Material supplied: Begin
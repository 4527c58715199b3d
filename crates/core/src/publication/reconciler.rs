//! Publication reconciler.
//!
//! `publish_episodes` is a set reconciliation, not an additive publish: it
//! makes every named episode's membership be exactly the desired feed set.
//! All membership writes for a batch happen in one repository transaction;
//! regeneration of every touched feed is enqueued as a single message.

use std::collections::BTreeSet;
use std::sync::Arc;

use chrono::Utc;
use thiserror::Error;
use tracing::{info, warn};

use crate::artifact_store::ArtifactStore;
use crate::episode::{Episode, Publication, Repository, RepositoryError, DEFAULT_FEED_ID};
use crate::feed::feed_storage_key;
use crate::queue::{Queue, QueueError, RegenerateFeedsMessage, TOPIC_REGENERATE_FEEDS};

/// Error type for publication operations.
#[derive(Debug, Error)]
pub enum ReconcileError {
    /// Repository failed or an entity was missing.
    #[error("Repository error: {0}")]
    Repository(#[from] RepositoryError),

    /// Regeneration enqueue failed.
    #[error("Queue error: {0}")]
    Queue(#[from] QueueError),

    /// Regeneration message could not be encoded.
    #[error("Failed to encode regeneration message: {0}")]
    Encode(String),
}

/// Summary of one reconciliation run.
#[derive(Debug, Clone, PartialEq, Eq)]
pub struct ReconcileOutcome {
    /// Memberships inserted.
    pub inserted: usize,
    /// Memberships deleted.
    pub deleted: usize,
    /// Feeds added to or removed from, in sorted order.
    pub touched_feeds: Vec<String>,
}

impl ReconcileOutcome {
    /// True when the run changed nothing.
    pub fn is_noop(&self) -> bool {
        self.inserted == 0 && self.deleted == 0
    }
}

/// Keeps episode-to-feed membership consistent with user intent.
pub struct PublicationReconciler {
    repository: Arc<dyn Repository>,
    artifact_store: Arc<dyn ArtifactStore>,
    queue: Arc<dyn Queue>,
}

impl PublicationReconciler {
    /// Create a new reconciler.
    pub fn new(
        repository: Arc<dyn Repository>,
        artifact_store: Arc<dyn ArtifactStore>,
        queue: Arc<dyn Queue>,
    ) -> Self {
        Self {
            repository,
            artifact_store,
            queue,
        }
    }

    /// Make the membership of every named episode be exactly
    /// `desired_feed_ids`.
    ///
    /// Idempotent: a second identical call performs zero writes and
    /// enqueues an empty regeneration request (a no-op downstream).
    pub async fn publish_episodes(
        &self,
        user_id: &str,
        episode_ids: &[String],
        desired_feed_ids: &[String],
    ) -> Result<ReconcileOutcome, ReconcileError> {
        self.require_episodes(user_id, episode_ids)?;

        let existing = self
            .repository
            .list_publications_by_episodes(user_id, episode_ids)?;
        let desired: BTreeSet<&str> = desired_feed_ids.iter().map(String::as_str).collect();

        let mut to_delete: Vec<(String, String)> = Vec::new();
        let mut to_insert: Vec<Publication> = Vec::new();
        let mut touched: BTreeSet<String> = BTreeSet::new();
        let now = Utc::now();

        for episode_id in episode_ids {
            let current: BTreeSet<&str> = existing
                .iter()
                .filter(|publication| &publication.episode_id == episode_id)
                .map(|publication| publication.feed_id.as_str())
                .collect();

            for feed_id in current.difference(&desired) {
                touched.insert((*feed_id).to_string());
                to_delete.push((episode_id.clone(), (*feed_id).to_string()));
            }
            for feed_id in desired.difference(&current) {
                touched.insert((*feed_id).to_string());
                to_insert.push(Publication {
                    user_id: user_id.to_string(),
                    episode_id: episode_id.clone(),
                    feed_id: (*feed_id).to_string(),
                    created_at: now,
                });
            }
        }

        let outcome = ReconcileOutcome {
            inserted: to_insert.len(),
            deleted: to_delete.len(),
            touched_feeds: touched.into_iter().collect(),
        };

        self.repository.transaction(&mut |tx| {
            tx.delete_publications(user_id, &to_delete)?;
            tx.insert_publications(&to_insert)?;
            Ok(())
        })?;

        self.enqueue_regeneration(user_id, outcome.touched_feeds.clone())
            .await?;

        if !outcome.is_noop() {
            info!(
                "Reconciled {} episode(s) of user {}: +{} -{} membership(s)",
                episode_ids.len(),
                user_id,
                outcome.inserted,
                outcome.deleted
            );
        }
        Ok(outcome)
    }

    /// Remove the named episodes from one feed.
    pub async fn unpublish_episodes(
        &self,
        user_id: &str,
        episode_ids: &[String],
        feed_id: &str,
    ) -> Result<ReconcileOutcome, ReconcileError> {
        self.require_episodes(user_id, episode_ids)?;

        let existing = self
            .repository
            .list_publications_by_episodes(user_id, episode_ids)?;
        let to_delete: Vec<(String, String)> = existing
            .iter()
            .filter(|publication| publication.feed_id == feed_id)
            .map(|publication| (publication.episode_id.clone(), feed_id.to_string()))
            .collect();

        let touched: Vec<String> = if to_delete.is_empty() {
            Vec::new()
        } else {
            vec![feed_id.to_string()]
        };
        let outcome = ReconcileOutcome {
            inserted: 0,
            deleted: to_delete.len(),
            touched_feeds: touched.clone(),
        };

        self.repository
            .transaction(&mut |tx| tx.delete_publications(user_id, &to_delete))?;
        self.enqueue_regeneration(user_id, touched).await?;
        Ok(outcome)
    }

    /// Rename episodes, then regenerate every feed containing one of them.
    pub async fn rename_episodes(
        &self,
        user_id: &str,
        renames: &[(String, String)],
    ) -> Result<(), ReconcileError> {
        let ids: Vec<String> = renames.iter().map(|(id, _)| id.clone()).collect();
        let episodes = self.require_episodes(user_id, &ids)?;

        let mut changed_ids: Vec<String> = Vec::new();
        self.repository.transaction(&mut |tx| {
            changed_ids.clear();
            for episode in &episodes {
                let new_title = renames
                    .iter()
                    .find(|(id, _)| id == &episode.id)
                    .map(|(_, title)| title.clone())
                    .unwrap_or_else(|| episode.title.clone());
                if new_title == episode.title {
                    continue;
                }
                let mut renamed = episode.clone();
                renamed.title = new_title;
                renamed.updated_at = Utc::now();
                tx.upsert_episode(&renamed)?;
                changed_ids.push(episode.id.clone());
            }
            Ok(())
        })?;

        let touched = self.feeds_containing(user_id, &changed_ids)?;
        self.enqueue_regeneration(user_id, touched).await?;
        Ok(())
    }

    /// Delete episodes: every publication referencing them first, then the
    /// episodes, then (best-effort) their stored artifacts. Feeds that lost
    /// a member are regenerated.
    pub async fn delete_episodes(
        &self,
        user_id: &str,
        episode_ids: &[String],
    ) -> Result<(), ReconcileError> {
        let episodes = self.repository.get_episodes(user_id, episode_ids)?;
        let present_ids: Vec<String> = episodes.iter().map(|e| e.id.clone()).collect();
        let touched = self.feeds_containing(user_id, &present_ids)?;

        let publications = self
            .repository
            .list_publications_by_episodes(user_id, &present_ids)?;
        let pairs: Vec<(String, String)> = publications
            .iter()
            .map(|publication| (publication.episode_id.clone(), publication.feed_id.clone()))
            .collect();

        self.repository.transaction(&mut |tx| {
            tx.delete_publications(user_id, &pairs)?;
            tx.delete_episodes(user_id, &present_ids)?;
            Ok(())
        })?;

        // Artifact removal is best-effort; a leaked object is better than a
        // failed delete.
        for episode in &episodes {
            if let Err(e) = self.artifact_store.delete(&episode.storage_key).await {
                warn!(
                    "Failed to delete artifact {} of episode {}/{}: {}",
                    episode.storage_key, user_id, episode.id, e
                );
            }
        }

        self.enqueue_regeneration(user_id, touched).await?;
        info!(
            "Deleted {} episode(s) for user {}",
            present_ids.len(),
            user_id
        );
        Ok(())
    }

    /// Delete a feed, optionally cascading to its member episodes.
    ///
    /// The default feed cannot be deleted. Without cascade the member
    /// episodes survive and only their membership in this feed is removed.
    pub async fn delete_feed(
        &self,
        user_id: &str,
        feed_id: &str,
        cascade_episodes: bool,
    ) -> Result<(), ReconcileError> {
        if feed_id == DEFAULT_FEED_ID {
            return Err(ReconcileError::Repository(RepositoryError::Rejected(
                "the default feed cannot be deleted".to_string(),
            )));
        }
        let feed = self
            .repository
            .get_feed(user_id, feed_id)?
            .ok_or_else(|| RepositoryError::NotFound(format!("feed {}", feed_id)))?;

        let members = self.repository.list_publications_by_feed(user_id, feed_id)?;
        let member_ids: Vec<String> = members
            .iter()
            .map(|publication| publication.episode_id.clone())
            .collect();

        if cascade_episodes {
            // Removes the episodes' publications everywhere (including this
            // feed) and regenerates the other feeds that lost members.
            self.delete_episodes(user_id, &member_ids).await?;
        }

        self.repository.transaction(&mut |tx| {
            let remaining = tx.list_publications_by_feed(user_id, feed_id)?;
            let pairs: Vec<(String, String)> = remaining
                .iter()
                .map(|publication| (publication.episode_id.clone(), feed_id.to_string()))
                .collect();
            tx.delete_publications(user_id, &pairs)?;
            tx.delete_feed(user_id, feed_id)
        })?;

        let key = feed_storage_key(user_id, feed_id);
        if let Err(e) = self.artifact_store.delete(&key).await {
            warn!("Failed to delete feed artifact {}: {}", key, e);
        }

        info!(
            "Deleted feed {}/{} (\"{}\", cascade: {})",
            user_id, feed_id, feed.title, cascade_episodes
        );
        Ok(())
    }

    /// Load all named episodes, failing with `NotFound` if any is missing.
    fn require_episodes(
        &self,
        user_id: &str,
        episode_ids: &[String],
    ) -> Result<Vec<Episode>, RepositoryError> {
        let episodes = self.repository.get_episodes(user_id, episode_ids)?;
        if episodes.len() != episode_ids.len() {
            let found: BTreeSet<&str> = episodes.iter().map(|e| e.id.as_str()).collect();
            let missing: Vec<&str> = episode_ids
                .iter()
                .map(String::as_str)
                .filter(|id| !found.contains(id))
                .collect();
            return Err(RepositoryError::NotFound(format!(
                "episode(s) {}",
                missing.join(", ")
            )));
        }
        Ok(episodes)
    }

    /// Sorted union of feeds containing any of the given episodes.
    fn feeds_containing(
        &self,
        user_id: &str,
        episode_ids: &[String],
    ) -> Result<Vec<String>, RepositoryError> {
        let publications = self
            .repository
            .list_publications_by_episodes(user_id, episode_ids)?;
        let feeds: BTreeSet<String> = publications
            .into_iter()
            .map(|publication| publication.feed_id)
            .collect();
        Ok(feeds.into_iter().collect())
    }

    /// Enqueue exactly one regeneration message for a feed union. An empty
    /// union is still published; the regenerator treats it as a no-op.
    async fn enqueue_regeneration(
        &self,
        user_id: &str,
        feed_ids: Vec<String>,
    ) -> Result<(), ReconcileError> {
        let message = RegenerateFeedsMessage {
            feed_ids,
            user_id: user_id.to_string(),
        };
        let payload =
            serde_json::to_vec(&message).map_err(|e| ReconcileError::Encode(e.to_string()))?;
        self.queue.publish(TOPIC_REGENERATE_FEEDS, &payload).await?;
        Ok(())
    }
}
Material supplied: End
Where the word "bool" is present in a line of the listing, copy that line.

Expected answer:
    pub fn is_noop(&self) -> bool {
        cascade_episodes: bool,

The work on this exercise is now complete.